Conakry : Mme Sayon Bamba
Par Justin Kassy à Conakry
Elle est jeune, belle, intelligente. Elle incarne un dynamisme bâti sur la rigueur et l’amour du travail bien fait. Elle, c’est Mme Sayon Bamba, Directrice générale de « l’Agence guinéenne de spectacles »(AGS). Avec cette Dame pluridimensionnelle, car elle est aussi artiste-chanteuse, nous avons passé un agréable moment de causerie. C’est au Musée de Conakry, précisément à Sandervalia, dans la Commune de Kaloum.

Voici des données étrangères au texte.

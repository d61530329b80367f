use super::*;
use crate::composition::registry::Template as _;
use crate::foundation::core::FrameIndex;
use crate::scene::model::{NodeKind, SceneFrame};
use kurbo::Affine;

fn render_at(frame: u64, props: &ProductAdProps) -> SceneFrame {
    let ctx = ProductAd.spec().frame_ctx(FrameIndex(frame)).unwrap();
    ProductAd.render(ctx, props).unwrap()
}

fn text_content<'a>(scene: &'a SceneFrame, id: &str) -> &'a str {
    match &scene.root.find(id).unwrap_or_else(|| panic!("missing node '{id}'")).kind {
        NodeKind::Text { content, .. } => content,
        other => panic!("'{id}' is not a text node: {other:?}"),
    }
}

#[test]
fn discount_prices_format_to_two_decimals() {
    let props = ProductAd.default_props(); // price 299, discount 0.2
    let scene = render_at(120, &props);
    assert_eq!(text_content(&scene, "price-current"), "$239.20");
    assert_eq!(text_content(&scene, "price-original"), "$299");
    assert_eq!(text_content(&scene, "price-savings"), "Save 20%!");
}

#[test]
fn no_discount_drops_comparison_price() {
    let mut props = ProductAd.default_props();
    props.discount = None;
    let scene = render_at(120, &props);
    assert_eq!(text_content(&scene, "price-current"), "$299.00");
    assert!(scene.root.find("price-original").is_none());
    assert!(scene.root.find("price-savings").is_none());
}

#[test]
fn original_price_is_struck_through() {
    let props = ProductAd.default_props();
    let scene = render_at(120, &props);
    match &scene.root.find("price-original").unwrap().kind {
        NodeKind::Text { strikethrough, .. } => assert!(strikethrough),
        other => panic!("expected text node, got {other:?}"),
    }
}

#[test]
fn exit_scale_is_confined_to_trailing_window() {
    let props = ProductAd.default_props();

    // Identity until the trailing 30 frames (left-clamped ramp).
    assert_eq!(render_at(0, &props).root.transform, Affine::IDENTITY);
    assert_eq!(render_at(180, &props).root.transform, Affine::IDENTITY);
    assert_eq!(render_at(210, &props).root.transform, Affine::IDENTITY);

    // Scaling up inside the window.
    let scale = render_at(239, &props).root.transform.as_coeffs()[0];
    assert!(scale > 1.09, "scale was {scale}");
}

#[test]
fn cta_fades_in_late() {
    let props = ProductAd.default_props();
    assert_eq!(render_at(100, &props).root.find("cta").unwrap().opacity, 0.0);
    let mid = render_at(165, &props).root.find("cta").unwrap().opacity;
    assert!((mid - 0.5).abs() < 1e-12);
    assert_eq!(render_at(200, &props).root.find("cta").unwrap().opacity, 1.0);
}

#[test]
fn title_slides_to_rest() {
    let props = ProductAd.default_props();
    let early = render_at(30, &props);
    assert_eq!(early.root.find("title").unwrap().transform.translation().y, 660.0);
    let rest = render_at(60, &props);
    assert_eq!(rest.root.find("title").unwrap().transform.translation().y, 560.0);
}

#[test]
fn showcase_spring_starts_after_delay() {
    let props = ProductAd.default_props();
    // Before the 15-frame delay the showcase has zero scale.
    let scene = render_at(10, &props);
    assert_eq!(scene.root.find("showcase").unwrap().transform.as_coeffs()[0], 0.0);
    // Well after the delay it has settled near full size.
    let scene = render_at(120, &props);
    let scale = scene.root.find("showcase").unwrap().transform.as_coeffs()[0];
    assert!((scale - 1.0).abs() < 0.05, "scale was {scale}");
}

#[test]
fn showcase_is_present_for_the_whole_timeline() {
    let props = ProductAd.default_props();
    for frame in [0, 120, 239] {
        assert!(render_at(frame, &props).root.find("showcase").is_some());
    }
}

#[test]
fn props_validation_helper() {
    let mut props = ProductAd.default_props();
    props.validate().unwrap();
    props.discount = Some(1.5);
    assert!(props.validate().is_err());
    props.discount = None;
    props.price = -1.0;
    assert!(props.validate().is_err());
}
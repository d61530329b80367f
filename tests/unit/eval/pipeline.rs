use super::*;
use crate::composition::registry::find_template;
use crate::foundation::core::{FrameIndex, FrameRange};

#[test]
fn sequential_range_preserves_timeline_order() {
    let template = find_template("QuoteCard").unwrap();
    let range = FrameRange::new(FrameIndex(10), FrameIndex(13)).unwrap();
    let scenes =
        render_frames(template.as_ref(), range, None, &RenderThreading::default()).unwrap();
    let frames: Vec<u64> = scenes.iter().map(|s| s.frame.0).collect();
    assert_eq!(frames, [10, 11, 12]);
}

#[test]
fn empty_range_is_rejected() {
    let template = find_template("QuoteCard").unwrap();
    let range = FrameRange::new(FrameIndex(5), FrameIndex(5)).unwrap();
    assert!(render_frames(template.as_ref(), range, None, &RenderThreading::default()).is_err());
}

#[test]
fn range_beyond_duration_is_rejected() {
    let template = find_template("QuoteCard").unwrap();
    let range = FrameRange::new(FrameIndex(0), FrameIndex(181)).unwrap();
    assert!(render_frames(template.as_ref(), range, None, &RenderThreading::default()).is_err());
}

#[test]
fn parallel_matches_sequential() {
    let template = find_template("UserStatsVideo").unwrap();
    let range = FrameRange::new(FrameIndex(80), FrameIndex(100)).unwrap();

    let sequential =
        render_frames(template.as_ref(), range, None, &RenderThreading::default()).unwrap();
    let parallel = render_frames(
        template.as_ref(),
        range,
        None,
        &RenderThreading {
            parallel: true,
            threads: Some(2),
        },
    )
    .unwrap();

    assert_eq!(sequential, parallel);
}

#[test]
fn single_frame_helper_uses_default_props() {
    let template = find_template("ProductAd").unwrap();
    let scene = render_frame(template.as_ref(), FrameIndex(0), None).unwrap();
    assert_eq!(scene.frame, FrameIndex(0));
}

*Qui êtes-vous Mme Sayon Bamba !
Je suis Sayon Bamba, directrice générale de l’Agence guinéenne de spectacles. J’ai fait l’université Gamal Abdel Nasser ici à Conakry. Ensuite, je me suis retrouvée au théâtre, à la musique internationale de Guinée, au Théâtre national d’enfants, chez les « Amazones de Guinée » comme lead-vocal dans une nouvelle version que des Mamans comme : Tantie Nepou et Tantie Cissé, avec Maître Barry, étaient en train de mettre en place. Il faut savoir que Maître Barry, c’est celui qui m’a repérée et proposé que je rejoigne ce groupe mythique. Il a beaucoup fait pour ma carrière artistique. Parce qu’il m’a donné la chance de prendre part à un groupe qui était une légende. Avant de me retrouver en France, à Marseille, précisément, où, j’ai travaillé dans les milieux du spectacle -vivant jusqu’aujourd’hui.
*Que faisiez-vous concrètement à Marseille ?
A Marseille, je faisais d’abord du théâtre. J’ai commencé à faire du Cirque avec mon mari qui, à l’époque, était venu ici à Conakry avec qui, j’avais fait des créations. Nous sommes partis en 1998 à Marseille dans cette même énergie. On a fait du Cirque, du théâtre de rue, du théâtre en salle. De 1999 à 2017, j’ai eu à faire beaucoup de choses. Grâce à Dieu et aux bénédictions des parents, j’ai réussi à continuer, à développer la carrière artistique. Parce que c’est surtout ça, elle n’était pas que musicale. D’ailleurs, elle a commencé au niveau du théâtre avec le théâtre de rue. L’idée de s’installer.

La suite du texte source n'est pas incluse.